_Exercise goal_: Would you reproduce exactly the lines below from the one holding "DVec3::Y, w: max.y" through the one holding "let (p_min, p_max)", inclusive, and no others?
—————
//! # Boolean Operations (CSG)
//!
//! Constructive Solid Geometry operations using BSP trees.
//!
//! ## Algorithm
//!
//! Based on the csg.js algorithm by Evan Wallace:
//! - Union: A.clipTo(B); B.clipTo(A); B.invert(); B.clipTo(A); B.invert(); A.build(B)
//! - Difference: A.invert(); A.clipTo(B); B.clipTo(A); B.invert(); B.clipTo(A); B.invert(); A.build(B); A.invert()
//! - Intersection: A.invert(); B.clipTo(A); B.invert(); A.clipTo(B); B.clipTo(A); A.build(B); A.invert()
//!
//! ## Local Difference
//!
//! Repeated subtraction from one accumulator must not re-split the whole
//! solid on every call. `difference` first cuts A's faces against B's
//! padded bounding box; only the pieces inside it enter the BSP, the rest
//! pass through. Afterwards, fragments of an A triangle that lost no area
//! are replaced by the triangle itself, and coincident vertices are welded.
//!
//! ## Example
//!
//! ```rust
//! use profile_mesh::ops::boolean::difference;
//! use profile_mesh::primitives::create_cube;
//! use glam::DVec3;
//!
//! let a = create_cube(DVec3::splat(4.0), true).unwrap();
//! let b = create_cube(DVec3::splat(2.0), true).unwrap();
//! let hollow = difference(&a, &b).unwrap();
//! assert!(hollow.signed_volume() > 55.0);
//! ```

mod bsp;
mod plane;
mod polygon;

#[cfg(test)]
mod tests;

use crate::error::MeshError;
use crate::Mesh;
use bsp::BspNode;
use config::constants::{CSG_FRAGMENT_AREA_TOLERANCE, CSG_LOCAL_MARGIN, VERTEX_MERGE_EPSILON};
use glam::DVec3;
use plane::Plane;
use polygon::{Polygon, SplitBuffers};
use std::collections::HashMap;

// =============================================================================
// PUBLIC API
// =============================================================================

/// Compute union of two meshes.
///
/// Empty inputs short-circuit to a copy of the other operand.
pub fn union(a: &Mesh, b: &Mesh) -> Result<Mesh, MeshError> {
    let polys_a = mesh_to_polygons(a);
    let polys_b = mesh_to_polygons(b);

    if polys_a.is_empty() {
        return Ok(b.clone());
    }
    if polys_b.is_empty() {
        return Ok(a.clone());
    }

    let mut bsp_a = BspNode::new(polys_a);
    let mut bsp_b = BspNode::new(polys_b);

    bsp_a.clip_to(&bsp_b);
    bsp_b.clip_to(&bsp_a);
    bsp_b.invert();
    bsp_b.clip_to(&bsp_a);
    bsp_b.invert();
    bsp_a.build(bsp_b.all_polygons());

    polygons_to_mesh(&bsp_a.all_polygons())
}

/// Compute difference of two meshes (A - B).
///
/// Disjoint bounding boxes return A unchanged. Faces of A away from B are
/// returned as they were.
pub fn difference(a: &Mesh, b: &Mesh) -> Result<Mesh, MeshError> {
    if a.is_empty() {
        return Ok(Mesh::new());
    }
    if b.is_empty() || !bounding_boxes_overlap(a, b) {
        return Ok(a.clone());
    }

    let polys_a = mesh_to_tagged_polygons(a);
    let polys_b = mesh_to_polygons(b);
    if polys_a.is_empty() {
        return Err(MeshError::boolean_failed(
            "minuend has no non-degenerate faces",
        ));
    }
    if polys_b.is_empty() {
        return Ok(a.clone());
    }

    let (b_min, b_max) = b.bounding_box();
    let margin = DVec3::splat(CSG_LOCAL_MARGIN);
    let (local, mut kept) = split_by_box(polys_a, b_min - margin, b_max + margin);
    // No A surface near B: B is wholly inside or outside A, and only the
    // whole solid can tell which
    let local = if local.is_empty() {
        std::mem::take(&mut kept)
    } else {
        local
    };

    let mut bsp_a = BspNode::new(local);
    let mut bsp_b = BspNode::new(polys_b);

    bsp_a.invert();
    bsp_a.clip_to(&bsp_b);
    bsp_b.clip_to(&bsp_a);
    bsp_b.invert();
    bsp_b.clip_to(&bsp_a);
    bsp_b.invert();
    bsp_a.build(bsp_b.all_polygons());
    bsp_a.invert();

    kept.extend(bsp_a.all_polygons());
    polygons_to_mesh(&fuse_fragments(kept, a))
}

/// Compute intersection of two meshes.
pub fn intersection(a: &Mesh, b: &Mesh) -> Result<Mesh, MeshError> {
    if a.is_empty() || b.is_empty() || !bounding_boxes_overlap(a, b) {
        return Ok(Mesh::new());
    }

    let polys_a = mesh_to_polygons(a);
    let polys_b = mesh_to_polygons(b);
    if polys_a.is_empty() || polys_b.is_empty() {
        return Ok(Mesh::new());
    }

    let mut bsp_a = BspNode::new(polys_a);
    let mut bsp_b = BspNode::new(polys_b);

    bsp_a.invert();
    bsp_b.clip_to(&bsp_a);
    bsp_b.invert();
    bsp_a.clip_to(&bsp_b);
    bsp_b.clip_to(&bsp_a);
    bsp_a.build(bsp_b.all_polygons());
    bsp_a.invert();

    polygons_to_mesh(&bsp_a.all_polygons())
}

/// Returns true if the axis-aligned bounding boxes of two meshes overlap.
///
/// Touching boxes count as overlapping.
pub fn bounding_boxes_overlap(a: &Mesh, b: &Mesh) -> bool {
    if a.vertex_count() == 0 || b.vertex_count() == 0 {
        return false;
    }

    let (a_min, a_max) = a.bounding_box();
    let (b_min, b_max) = b.bounding_box();

    a_min.cmple(b_max).all() && b_min.cmple(a_max).all()
}

// =============================================================================
// CONVERSION HELPERS
// =============================================================================

/// Converts mesh triangles to BSP polygons, dropping degenerate triangles.
fn mesh_to_polygons(mesh: &Mesh) -> Vec<Polygon> {
    mesh.triangle_positions()
        .filter_map(|tri| Polygon::from_vertices(tri.to_vec()))
        .collect()
}

/// Like [`mesh_to_polygons`], tagging each polygon with its triangle index.
fn mesh_to_tagged_polygons(mesh: &Mesh) -> Vec<Polygon> {
    mesh.triangle_positions()
        .enumerate()
        .filter_map(|(i, tri)| Polygon::from_vertices(tri.to_vec()).map(|p| p.with_source(i)))
        .collect()
}

/// Cuts polygons against the box `[min, max]`.
///
/// Returns `(inside, outside)`. Pieces lying in a box wall count as outside.
fn split_by_box(polygons: Vec<Polygon>, min: DVec3, max: DVec3) -> (Vec<Polygon>, Vec<Polygon>) {
    let walls = [
        Plane { normal: DVec3::X, w: max.x },
        Plane { normal: DVec3::NEG_X, w: -min.x },
        Plane { normal: DVec3::Y, w: max.y },
        Plane { normal: DVec3::NEG_Y, w: -min.y },
        Plane { normal: DVec3::Z, w: max.z },
        Plane { normal: DVec3::NEG_Z, w: -min.z },
    ];

    let mut inside = Vec::new();
    let mut outside = Vec::new();
    for poly in polygons {
        let (p_min, p_max) = polygon_bounds(&poly);
        if p_min.cmpgt(max).any() || p_max.cmplt(min).any() {
            outside.push(poly);
            continue;
        }

        let mut remaining = vec![poly];
        for wall in &walls {
            let mut out = SplitBuffers::default();
            for piece in remaining {
                piece.split(wall, &mut out);
            }
            outside.append(&mut out.front);
            outside.append(&mut out.coplanar_front);
            outside.append(&mut out.coplanar_back);
            remaining = out.back;
        }
        inside.extend(remaining);
    }
    (inside, outside)
}

fn polygon_bounds(poly: &Polygon) -> (DVec3, DVec3) {
    poly.vertices()
        .iter()
        .fold((DVec3::INFINITY, DVec3::NEG_INFINITY), |(lo, hi), v| (lo.min(*v), hi.max(*v)))
}

/// Replaces the fragments of a `source` triangle by the triangle itself
/// when together they still cover its whole area.
fn fuse_fragments(polygons: Vec<Polygon>, source: &Mesh) -> Vec<Polygon> {
    let n = source.triangle_count();
    let mut area = vec![0.0; n];
    let mut pieces = vec![0usize; n];
    for poly in &polygons {
        if let Some(i) = poly.source().filter(|&i| i < n) {
            area[i] += poly.area();
            pieces[i] += 1;
        }
    }

    let mut emitted = vec![false; n];
    let mut fused = Vec::with_capacity(polygons.len());
    for poly in polygons {
        let Some(i) = poly.source().filter(|&i| i < n && pieces[i] > 1) else {
            fused.push(poly);
            continue;
        };
        let [v0, v1, v2] = source.triangles()[i];
        let vertices = source.vertices();
        let whole = Polygon::from_vertices(vec![
            vertices[v0 as usize],
            vertices[v1 as usize],
            vertices[v2 as usize],
        ]);
        match whole {
            Some(whole)
                if (area[i] - whole.area()).abs()
                    <= CSG_FRAGMENT_AREA_TOLERANCE * whole.area().max(1.0) =>
            {
                if !emitted[i] {
                    emitted[i] = true;
                    fused.push(whole.with_source(i));
                }
            }
            _ => fused.push(poly),
        }
    }
    fused
}

/// Converts BSP polygons back into a triangle mesh using fan triangulation.
///
/// Vertices closer than `VERTEX_MERGE_EPSILON` share an index; triangles
/// collapsed by the weld are dropped.
fn polygons_to_mesh(polygons: &[Polygon]) -> Result<Mesh, MeshError> {
    let vertex_total: usize = polygons.iter().map(|p| p.vertices().len()).sum();
    if vertex_total > u32::MAX as usize {
        return Err(MeshError::invalid_topology("vertex count exceeds u32 range"));
    }

    let mut mesh = Mesh::with_capacity(vertex_total, vertex_total);
    let mut welded: HashMap<[i64; 3], u32> = HashMap::with_capacity(vertex_total);
    let mut index_of = |mesh: &mut Mesh, v: DVec3| -> u32 {
        let key = (v / VERTEX_MERGE_EPSILON).round().as_i64vec3().to_array();
        *welded.entry(key).or_insert_with(|| mesh.add_vertex(v))
    };

    for poly in polygons {
        let verts = poly.vertices();
        if verts.len() < 3 {
            continue;
        }
        let indices: Vec<u32> = verts.iter().map(|v| index_of(&mut mesh, *v)).collect();
        for i in 1..indices.len() - 1 {
            let tri = [indices[0], indices[i], indices[i + 1]];
            if tri[0] != tri[1] && tri[1] != tri[2] && tri[0] != tri[2] {
                mesh.add_triangle(tri[0], tri[1], tri[2]);
            }
        }
    }

    Ok(mesh)
}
—————
_Solved problem_:
        Plane { normal: DVec3::Y, w: max.y },
        Plane { normal: DVec3::NEG_Y, w: -min.y },
        Plane { normal: DVec3::Z, w: max.z },
        Plane { normal: DVec3::NEG_Z, w: -min.z },
    ];

    let mut inside = Vec::new();
    let mut outside = Vec::new();
    for poly in polygons {
        let (p_min, p_max) = polygon_bounds(&poly);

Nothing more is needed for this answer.